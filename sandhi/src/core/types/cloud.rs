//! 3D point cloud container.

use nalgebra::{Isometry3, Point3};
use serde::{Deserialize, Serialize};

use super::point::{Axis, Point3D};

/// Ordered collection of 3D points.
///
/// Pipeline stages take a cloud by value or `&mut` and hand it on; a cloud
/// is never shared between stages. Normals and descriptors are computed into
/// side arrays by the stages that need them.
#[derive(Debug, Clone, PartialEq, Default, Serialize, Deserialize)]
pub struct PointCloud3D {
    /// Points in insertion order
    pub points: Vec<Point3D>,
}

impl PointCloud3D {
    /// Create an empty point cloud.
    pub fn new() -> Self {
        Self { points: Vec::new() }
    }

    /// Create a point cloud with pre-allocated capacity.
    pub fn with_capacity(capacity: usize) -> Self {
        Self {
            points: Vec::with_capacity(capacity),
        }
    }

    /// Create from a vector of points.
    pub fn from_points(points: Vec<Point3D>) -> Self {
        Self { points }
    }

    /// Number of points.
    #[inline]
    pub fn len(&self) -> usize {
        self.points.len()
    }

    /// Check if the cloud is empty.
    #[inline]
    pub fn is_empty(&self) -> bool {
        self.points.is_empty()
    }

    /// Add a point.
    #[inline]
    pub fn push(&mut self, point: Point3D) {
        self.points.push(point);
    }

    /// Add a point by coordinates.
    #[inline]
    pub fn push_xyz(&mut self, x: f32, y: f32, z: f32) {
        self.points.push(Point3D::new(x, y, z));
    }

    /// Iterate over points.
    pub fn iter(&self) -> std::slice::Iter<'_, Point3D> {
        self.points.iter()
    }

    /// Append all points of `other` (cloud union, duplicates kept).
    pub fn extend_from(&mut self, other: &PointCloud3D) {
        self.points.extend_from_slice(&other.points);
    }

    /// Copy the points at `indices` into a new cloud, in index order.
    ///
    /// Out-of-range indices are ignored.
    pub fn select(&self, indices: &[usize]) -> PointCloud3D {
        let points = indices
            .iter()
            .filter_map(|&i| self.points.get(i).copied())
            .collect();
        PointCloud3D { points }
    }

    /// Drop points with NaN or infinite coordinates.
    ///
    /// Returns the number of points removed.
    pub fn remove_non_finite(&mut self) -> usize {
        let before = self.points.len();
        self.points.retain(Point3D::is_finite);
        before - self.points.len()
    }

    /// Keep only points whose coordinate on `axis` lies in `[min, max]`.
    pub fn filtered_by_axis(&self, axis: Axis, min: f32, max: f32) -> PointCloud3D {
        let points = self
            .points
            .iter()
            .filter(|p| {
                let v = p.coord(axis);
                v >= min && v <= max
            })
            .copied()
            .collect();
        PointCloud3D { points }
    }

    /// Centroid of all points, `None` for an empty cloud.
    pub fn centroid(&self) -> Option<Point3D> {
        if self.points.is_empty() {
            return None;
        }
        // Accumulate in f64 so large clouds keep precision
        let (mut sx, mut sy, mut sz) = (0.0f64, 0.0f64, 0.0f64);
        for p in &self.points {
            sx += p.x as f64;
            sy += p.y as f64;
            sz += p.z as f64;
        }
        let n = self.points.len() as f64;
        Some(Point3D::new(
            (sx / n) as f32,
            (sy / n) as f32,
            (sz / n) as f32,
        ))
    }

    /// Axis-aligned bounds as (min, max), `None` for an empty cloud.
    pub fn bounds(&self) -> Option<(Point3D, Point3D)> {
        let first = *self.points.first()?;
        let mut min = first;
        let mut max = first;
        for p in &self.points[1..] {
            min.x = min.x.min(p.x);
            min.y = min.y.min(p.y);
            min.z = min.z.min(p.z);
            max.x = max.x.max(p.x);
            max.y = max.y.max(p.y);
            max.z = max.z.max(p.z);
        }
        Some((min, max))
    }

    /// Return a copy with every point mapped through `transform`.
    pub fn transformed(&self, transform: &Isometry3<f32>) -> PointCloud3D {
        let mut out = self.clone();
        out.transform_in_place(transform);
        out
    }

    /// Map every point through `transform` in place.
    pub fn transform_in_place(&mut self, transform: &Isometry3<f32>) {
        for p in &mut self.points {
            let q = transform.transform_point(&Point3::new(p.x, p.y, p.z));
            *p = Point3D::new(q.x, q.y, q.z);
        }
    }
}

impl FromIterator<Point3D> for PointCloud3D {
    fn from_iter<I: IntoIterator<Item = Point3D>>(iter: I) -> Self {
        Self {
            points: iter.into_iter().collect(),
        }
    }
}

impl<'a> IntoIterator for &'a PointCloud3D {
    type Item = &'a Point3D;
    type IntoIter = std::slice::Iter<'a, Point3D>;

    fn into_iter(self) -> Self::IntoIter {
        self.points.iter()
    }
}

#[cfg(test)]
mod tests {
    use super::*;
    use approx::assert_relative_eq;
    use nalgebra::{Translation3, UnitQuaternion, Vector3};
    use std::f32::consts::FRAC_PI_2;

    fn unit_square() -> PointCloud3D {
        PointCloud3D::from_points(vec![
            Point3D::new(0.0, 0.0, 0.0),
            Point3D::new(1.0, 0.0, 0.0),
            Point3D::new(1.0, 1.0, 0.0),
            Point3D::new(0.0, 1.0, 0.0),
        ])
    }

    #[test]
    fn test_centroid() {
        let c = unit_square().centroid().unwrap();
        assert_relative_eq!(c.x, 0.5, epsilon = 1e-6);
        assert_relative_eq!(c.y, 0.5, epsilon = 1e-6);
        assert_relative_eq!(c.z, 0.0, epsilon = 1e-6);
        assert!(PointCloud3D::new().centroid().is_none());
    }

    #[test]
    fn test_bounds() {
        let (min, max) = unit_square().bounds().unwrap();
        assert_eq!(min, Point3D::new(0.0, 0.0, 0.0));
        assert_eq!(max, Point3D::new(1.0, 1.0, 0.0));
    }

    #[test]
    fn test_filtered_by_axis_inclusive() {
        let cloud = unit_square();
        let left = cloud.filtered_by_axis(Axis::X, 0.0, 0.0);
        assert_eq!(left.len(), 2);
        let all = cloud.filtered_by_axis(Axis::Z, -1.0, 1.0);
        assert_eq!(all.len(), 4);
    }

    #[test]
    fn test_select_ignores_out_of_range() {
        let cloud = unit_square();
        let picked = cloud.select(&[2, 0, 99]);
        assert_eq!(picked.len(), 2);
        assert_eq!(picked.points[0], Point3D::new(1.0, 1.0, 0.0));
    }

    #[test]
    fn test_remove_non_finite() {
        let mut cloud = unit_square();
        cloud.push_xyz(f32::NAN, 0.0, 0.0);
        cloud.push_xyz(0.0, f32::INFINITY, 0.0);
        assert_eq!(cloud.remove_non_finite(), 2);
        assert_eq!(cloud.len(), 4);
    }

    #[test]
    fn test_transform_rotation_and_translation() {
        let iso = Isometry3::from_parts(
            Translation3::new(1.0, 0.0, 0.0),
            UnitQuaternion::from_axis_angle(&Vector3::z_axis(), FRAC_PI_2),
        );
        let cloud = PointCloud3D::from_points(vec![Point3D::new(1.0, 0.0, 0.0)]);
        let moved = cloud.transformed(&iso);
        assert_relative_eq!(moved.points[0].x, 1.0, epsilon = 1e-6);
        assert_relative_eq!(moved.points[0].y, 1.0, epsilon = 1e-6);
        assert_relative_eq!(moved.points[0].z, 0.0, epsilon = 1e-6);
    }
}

_____

Find the lines above that hold "impl", then copy each of them.

impl PointCloud3D {
impl FromIterator<Point3D> for PointCloud3D {
impl<'a> IntoIterator for &'a PointCloud3D {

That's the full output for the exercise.